### Problem to work on
Report the number of lines in the entries below that include the word "WriterBuilder", and nothing else.

Stored data entries:
__________
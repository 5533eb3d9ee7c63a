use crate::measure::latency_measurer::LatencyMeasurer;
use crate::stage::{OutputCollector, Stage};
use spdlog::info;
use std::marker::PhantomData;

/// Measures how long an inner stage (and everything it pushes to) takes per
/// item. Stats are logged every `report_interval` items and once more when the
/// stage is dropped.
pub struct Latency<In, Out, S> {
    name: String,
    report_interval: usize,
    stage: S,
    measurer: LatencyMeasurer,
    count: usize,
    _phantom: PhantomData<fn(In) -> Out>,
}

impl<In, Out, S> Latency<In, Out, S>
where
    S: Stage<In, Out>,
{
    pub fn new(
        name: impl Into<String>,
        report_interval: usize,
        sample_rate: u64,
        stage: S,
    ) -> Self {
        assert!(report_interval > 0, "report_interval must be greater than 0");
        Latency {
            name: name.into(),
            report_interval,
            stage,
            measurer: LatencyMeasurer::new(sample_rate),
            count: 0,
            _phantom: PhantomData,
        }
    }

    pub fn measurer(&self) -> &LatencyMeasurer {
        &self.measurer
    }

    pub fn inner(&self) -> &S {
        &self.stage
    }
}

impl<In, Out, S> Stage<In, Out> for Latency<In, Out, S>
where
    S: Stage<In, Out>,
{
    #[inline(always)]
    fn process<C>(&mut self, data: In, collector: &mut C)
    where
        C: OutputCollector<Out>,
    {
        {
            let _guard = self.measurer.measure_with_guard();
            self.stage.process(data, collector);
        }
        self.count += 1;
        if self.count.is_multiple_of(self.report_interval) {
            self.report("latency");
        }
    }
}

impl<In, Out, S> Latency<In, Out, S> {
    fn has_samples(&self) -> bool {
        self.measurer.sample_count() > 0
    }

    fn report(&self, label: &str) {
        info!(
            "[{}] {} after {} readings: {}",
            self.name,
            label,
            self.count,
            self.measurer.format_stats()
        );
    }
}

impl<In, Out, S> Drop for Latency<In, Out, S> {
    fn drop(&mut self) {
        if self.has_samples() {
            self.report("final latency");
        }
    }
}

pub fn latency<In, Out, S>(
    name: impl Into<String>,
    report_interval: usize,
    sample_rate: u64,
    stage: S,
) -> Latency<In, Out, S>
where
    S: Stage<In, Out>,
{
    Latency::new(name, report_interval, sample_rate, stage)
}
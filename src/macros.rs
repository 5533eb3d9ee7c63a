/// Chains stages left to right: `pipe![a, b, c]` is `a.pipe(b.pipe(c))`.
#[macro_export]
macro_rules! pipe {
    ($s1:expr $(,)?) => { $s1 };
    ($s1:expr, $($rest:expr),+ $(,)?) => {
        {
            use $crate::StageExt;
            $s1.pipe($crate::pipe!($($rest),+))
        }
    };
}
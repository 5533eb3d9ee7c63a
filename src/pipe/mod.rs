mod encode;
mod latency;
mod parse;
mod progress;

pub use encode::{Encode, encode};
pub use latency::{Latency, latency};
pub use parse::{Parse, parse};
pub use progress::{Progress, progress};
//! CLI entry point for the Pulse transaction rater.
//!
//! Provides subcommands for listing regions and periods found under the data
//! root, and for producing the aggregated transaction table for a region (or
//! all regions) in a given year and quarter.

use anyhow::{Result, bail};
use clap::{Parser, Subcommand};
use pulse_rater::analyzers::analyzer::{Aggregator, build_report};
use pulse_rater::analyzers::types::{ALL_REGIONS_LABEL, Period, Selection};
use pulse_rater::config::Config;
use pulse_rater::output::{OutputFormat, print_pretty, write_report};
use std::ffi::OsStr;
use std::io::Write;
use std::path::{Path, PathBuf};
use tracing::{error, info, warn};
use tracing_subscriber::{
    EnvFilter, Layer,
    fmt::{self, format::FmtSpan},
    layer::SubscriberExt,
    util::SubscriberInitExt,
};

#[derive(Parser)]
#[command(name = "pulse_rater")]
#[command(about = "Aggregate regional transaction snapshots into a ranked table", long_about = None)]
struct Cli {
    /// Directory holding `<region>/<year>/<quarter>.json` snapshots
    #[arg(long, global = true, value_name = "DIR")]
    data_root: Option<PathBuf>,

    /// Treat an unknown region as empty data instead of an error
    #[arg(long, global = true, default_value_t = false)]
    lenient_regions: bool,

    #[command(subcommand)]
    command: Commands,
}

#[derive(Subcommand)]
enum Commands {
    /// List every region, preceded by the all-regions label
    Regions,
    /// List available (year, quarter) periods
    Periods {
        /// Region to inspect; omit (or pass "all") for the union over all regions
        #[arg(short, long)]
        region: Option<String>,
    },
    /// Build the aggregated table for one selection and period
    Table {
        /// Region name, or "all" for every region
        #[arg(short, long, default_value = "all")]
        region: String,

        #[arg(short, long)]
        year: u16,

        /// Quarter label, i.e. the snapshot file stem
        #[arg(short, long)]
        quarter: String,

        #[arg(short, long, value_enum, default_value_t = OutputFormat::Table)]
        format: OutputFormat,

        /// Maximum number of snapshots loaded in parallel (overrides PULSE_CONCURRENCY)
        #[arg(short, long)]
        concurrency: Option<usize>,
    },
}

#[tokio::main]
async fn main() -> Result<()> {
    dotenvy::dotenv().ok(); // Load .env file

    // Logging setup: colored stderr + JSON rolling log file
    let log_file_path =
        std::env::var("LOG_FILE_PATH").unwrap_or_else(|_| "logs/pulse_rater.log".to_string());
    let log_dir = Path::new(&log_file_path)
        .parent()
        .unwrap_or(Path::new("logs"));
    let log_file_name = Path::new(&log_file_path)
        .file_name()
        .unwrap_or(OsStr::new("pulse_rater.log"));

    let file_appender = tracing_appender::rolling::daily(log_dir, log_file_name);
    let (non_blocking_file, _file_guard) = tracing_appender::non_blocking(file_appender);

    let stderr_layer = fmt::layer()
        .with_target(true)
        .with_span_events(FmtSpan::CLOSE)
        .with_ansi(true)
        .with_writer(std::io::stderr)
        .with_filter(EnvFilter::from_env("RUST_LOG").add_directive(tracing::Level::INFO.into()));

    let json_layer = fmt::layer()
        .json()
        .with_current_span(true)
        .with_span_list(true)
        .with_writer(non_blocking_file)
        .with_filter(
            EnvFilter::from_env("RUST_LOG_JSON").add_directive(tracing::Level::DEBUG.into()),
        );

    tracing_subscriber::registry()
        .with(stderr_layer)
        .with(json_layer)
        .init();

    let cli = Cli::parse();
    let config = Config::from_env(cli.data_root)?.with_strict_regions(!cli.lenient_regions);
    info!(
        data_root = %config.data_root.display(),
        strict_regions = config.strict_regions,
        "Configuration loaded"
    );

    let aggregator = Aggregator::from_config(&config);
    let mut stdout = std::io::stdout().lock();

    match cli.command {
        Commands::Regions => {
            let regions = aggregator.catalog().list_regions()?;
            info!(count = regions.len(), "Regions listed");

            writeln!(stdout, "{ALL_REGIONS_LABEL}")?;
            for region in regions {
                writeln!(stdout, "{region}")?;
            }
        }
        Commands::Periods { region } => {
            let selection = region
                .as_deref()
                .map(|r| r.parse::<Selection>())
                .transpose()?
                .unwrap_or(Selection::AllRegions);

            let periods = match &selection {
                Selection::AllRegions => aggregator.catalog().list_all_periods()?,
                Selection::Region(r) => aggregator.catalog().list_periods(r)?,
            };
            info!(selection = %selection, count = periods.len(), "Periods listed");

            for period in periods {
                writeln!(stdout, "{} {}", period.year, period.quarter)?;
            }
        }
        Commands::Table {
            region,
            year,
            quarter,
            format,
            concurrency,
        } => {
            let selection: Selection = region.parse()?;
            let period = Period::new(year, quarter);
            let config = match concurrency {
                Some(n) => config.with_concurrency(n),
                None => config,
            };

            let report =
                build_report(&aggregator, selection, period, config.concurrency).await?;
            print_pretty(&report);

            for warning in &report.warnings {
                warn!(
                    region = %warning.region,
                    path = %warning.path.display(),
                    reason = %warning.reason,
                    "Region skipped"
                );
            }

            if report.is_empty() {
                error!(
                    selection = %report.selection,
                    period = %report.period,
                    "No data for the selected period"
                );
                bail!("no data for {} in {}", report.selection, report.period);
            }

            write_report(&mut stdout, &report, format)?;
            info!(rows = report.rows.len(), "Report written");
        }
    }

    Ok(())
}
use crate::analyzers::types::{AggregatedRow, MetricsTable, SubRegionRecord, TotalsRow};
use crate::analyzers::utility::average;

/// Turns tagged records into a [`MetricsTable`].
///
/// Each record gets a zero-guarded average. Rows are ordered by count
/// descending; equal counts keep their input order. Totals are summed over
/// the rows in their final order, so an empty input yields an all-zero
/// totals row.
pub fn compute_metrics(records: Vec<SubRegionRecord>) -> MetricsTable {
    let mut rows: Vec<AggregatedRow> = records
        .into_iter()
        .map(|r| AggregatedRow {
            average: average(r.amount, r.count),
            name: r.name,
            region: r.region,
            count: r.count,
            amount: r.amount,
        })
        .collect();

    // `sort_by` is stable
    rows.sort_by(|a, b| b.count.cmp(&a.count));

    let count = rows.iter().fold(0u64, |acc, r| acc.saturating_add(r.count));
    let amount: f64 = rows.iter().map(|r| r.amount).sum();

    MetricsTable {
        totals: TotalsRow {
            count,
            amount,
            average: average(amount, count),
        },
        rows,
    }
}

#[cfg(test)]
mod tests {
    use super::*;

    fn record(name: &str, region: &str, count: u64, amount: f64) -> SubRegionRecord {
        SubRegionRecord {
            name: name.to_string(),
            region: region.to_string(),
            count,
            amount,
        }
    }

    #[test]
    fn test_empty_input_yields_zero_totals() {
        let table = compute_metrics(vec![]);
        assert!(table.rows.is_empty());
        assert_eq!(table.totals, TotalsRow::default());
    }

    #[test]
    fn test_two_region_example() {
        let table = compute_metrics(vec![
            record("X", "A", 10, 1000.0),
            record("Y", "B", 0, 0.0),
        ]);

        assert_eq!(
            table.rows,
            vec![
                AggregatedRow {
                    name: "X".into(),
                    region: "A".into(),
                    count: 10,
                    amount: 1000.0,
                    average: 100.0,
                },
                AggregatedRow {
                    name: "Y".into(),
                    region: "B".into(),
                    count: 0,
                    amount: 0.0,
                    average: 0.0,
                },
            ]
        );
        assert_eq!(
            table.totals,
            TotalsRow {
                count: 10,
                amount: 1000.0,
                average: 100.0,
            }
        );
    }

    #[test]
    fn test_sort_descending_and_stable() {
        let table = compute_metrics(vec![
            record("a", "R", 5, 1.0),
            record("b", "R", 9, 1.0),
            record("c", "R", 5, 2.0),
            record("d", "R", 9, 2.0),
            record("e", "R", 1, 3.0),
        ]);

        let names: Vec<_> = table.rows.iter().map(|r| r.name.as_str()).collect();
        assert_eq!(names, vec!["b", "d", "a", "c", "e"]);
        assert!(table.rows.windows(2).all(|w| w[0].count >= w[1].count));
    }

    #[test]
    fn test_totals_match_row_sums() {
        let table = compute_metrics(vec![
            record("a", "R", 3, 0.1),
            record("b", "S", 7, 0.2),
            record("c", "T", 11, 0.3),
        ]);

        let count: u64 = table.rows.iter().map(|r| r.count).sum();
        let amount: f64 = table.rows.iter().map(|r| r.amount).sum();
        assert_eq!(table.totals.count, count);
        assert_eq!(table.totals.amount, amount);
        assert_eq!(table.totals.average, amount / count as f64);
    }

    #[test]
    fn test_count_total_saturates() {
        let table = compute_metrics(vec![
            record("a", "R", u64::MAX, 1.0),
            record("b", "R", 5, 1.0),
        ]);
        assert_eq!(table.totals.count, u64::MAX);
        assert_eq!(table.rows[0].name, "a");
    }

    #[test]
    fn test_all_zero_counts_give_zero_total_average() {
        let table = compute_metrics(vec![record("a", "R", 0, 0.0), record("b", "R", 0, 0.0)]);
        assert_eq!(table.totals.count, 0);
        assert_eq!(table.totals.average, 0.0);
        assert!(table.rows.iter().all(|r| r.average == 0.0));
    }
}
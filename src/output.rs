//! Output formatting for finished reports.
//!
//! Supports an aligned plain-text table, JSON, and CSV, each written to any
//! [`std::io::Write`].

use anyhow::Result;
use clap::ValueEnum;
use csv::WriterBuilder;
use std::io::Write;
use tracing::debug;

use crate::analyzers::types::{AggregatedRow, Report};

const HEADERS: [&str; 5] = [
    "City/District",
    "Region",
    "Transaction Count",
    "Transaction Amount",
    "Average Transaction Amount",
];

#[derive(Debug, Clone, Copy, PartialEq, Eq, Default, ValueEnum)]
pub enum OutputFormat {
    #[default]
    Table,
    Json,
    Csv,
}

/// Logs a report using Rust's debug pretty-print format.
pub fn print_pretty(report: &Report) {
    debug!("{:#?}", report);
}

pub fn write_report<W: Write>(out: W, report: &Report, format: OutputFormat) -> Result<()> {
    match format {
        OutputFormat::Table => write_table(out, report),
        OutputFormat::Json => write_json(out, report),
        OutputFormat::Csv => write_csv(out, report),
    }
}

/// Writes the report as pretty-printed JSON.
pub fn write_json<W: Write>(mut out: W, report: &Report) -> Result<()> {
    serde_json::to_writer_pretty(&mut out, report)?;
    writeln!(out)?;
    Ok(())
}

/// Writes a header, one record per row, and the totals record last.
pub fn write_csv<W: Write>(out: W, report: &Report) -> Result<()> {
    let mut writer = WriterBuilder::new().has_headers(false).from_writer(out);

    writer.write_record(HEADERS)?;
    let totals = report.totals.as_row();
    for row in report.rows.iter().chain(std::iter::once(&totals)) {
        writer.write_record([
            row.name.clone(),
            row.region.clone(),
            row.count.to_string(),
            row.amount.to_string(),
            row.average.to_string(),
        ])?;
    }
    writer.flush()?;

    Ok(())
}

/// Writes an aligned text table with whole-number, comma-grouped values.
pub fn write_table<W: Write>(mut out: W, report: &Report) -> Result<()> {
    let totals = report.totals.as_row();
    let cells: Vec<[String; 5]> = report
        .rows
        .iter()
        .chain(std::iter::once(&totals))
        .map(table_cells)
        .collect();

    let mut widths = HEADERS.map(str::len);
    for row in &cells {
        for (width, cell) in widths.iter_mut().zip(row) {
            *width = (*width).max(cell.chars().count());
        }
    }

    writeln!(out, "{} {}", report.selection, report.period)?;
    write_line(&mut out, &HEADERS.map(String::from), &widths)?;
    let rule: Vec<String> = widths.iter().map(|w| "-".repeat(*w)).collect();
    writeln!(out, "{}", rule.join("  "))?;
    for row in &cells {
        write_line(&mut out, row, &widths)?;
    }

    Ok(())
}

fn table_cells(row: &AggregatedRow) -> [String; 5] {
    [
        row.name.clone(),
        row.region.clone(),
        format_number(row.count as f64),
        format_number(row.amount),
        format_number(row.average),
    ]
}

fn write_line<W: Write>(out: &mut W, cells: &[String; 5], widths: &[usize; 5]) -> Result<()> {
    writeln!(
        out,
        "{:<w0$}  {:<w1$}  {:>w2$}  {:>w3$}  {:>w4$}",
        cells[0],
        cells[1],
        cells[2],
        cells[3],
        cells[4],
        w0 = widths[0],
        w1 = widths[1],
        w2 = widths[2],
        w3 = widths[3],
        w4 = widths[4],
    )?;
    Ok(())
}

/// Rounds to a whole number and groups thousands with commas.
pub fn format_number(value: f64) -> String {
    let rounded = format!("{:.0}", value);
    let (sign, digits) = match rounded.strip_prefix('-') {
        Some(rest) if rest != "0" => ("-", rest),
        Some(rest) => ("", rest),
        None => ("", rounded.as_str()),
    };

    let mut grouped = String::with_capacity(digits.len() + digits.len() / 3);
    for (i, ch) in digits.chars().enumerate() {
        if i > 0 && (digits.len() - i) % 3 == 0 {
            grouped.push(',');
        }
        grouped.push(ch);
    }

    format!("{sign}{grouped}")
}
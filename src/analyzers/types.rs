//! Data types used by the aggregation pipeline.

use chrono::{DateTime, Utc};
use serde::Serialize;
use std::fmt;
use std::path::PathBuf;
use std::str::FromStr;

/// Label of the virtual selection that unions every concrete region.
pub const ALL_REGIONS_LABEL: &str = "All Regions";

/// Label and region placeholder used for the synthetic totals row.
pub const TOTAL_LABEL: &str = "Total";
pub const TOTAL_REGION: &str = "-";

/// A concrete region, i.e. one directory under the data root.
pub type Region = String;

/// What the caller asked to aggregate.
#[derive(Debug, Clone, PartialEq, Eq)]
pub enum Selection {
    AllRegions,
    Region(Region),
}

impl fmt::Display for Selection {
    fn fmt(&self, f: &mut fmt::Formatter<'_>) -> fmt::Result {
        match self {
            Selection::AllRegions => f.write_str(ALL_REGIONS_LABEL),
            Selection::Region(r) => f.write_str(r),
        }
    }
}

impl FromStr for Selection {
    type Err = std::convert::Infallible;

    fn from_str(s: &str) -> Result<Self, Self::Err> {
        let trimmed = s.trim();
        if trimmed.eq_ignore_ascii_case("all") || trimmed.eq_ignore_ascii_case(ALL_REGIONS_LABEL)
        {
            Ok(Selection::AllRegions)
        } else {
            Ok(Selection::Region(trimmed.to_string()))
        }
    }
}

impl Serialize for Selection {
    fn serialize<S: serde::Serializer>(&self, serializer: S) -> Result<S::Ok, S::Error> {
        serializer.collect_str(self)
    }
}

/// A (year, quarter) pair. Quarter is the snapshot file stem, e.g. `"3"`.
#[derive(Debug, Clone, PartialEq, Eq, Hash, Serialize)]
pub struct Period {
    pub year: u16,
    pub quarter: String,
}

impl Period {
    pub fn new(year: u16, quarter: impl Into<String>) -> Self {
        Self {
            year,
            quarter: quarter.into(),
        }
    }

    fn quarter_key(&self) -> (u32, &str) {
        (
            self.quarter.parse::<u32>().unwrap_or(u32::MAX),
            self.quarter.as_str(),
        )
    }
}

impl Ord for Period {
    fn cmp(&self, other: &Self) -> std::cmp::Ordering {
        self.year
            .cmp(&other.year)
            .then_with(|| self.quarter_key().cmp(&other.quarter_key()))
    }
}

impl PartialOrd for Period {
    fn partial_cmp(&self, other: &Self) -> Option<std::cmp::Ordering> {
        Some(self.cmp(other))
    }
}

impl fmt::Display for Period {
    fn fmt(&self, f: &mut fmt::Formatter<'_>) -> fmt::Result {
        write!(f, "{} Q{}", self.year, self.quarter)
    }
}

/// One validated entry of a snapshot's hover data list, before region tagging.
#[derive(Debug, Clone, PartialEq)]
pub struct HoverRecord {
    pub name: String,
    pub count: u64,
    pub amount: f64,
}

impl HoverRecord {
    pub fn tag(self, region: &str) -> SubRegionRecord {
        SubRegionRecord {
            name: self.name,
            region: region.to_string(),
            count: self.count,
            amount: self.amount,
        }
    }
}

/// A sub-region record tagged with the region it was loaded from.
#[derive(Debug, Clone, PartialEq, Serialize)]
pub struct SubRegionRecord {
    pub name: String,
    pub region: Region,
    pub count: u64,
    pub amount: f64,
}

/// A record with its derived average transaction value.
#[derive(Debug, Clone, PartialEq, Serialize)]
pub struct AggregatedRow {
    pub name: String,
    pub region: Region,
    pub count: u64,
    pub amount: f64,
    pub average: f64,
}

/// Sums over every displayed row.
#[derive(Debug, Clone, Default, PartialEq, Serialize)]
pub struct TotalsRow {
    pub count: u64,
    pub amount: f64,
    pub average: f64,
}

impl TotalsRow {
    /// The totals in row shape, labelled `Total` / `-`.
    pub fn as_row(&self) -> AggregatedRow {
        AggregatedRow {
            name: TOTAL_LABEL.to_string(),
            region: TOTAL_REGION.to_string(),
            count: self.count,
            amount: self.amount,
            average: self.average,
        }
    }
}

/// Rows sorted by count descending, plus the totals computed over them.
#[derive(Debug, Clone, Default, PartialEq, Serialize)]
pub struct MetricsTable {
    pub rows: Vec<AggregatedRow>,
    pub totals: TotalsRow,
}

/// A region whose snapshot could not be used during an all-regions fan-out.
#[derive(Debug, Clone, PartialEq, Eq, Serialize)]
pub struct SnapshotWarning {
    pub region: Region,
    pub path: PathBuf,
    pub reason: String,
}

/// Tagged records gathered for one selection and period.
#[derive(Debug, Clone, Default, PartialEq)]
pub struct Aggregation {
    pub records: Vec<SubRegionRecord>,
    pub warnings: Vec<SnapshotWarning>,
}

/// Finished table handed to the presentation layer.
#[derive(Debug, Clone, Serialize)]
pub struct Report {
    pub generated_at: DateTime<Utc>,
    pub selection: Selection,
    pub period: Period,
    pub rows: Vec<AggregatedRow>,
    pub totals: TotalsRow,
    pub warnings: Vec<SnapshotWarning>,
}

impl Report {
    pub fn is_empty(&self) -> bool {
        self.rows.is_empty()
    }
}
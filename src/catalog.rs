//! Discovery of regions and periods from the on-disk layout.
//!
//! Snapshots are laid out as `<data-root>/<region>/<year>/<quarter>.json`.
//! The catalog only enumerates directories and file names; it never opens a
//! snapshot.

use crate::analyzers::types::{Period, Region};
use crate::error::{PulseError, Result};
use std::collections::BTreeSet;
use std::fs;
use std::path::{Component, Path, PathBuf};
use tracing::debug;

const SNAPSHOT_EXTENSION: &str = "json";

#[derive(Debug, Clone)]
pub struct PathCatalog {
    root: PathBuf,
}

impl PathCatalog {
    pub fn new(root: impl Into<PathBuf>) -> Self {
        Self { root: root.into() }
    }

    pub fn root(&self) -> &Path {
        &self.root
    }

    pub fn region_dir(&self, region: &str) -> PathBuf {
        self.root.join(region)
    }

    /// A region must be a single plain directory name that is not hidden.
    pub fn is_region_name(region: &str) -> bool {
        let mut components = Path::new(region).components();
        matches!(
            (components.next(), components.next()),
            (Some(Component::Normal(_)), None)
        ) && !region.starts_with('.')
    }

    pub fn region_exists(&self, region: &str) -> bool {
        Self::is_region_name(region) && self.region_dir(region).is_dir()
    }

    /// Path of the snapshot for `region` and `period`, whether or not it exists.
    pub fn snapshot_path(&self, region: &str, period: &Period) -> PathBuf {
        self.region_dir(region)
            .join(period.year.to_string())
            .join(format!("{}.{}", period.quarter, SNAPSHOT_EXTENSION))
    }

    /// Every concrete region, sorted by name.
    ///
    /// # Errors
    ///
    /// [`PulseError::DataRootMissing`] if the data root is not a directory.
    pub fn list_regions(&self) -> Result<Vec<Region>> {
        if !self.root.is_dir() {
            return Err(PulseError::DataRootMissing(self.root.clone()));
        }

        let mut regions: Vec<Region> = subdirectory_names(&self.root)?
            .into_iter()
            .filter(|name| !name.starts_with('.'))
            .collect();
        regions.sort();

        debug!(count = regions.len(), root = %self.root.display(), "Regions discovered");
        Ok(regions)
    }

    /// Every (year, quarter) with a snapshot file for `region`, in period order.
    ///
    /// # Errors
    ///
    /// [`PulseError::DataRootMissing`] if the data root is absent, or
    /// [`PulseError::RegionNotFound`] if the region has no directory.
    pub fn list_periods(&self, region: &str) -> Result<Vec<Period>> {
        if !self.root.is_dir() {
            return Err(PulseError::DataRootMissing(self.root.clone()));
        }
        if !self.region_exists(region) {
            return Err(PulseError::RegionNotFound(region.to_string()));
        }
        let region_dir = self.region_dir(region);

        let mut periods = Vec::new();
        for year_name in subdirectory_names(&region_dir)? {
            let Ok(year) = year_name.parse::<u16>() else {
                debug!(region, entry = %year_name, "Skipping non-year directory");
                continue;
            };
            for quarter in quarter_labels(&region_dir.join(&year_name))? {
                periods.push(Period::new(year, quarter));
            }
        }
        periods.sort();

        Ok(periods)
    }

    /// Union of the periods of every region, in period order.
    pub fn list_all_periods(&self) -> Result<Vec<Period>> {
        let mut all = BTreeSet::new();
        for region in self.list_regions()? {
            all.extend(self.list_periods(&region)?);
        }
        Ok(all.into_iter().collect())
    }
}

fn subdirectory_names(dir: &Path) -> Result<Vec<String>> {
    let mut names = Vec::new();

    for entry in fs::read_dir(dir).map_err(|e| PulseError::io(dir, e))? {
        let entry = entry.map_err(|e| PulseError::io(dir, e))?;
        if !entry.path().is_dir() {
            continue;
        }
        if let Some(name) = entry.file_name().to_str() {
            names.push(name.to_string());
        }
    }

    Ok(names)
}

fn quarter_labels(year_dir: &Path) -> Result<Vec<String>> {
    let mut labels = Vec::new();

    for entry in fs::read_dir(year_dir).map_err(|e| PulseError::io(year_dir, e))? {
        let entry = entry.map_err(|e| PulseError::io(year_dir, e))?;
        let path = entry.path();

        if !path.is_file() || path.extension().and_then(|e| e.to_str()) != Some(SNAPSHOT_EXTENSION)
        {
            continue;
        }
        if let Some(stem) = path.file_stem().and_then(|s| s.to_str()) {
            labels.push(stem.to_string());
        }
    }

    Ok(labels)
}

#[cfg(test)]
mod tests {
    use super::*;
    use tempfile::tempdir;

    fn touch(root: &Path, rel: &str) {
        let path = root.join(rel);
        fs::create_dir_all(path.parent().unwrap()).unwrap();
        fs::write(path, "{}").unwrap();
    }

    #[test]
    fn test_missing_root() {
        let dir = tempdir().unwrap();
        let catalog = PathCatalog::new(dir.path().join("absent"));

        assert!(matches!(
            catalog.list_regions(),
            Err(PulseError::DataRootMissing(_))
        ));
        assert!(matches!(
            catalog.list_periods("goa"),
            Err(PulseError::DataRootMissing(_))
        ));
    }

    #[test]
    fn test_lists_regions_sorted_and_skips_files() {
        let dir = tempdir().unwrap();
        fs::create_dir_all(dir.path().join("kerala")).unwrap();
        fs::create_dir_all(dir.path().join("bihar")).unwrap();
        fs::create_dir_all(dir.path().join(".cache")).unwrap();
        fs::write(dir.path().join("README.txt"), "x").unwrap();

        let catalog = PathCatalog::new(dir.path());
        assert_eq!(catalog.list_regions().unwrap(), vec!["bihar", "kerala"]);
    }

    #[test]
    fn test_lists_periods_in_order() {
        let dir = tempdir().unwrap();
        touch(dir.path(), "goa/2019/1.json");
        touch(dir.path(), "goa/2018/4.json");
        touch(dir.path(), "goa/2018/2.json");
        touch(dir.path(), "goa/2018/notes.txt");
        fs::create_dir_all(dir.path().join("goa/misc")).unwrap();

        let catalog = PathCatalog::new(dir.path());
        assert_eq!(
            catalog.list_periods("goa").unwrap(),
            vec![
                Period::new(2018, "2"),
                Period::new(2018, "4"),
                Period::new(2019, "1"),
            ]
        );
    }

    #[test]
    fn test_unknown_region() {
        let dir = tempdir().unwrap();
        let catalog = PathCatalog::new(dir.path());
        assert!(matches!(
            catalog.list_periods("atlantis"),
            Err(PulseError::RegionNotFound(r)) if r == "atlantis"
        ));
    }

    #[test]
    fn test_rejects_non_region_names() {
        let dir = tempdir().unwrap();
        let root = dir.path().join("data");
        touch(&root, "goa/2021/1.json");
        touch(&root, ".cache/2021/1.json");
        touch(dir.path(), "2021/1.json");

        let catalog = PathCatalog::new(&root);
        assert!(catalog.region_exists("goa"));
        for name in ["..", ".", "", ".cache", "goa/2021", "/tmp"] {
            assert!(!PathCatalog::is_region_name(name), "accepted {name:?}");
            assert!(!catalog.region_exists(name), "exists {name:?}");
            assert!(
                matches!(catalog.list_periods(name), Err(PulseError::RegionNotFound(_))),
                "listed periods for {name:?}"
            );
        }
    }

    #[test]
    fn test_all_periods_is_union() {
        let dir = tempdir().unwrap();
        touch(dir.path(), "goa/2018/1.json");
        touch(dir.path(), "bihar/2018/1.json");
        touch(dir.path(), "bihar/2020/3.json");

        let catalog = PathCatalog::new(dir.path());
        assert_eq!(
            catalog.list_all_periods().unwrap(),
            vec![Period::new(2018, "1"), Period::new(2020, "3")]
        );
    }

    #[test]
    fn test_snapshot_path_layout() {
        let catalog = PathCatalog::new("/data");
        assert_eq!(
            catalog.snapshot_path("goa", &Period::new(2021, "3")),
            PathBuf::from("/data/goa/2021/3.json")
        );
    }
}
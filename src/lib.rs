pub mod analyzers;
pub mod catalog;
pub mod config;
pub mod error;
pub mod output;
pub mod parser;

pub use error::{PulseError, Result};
__________
### Task result
2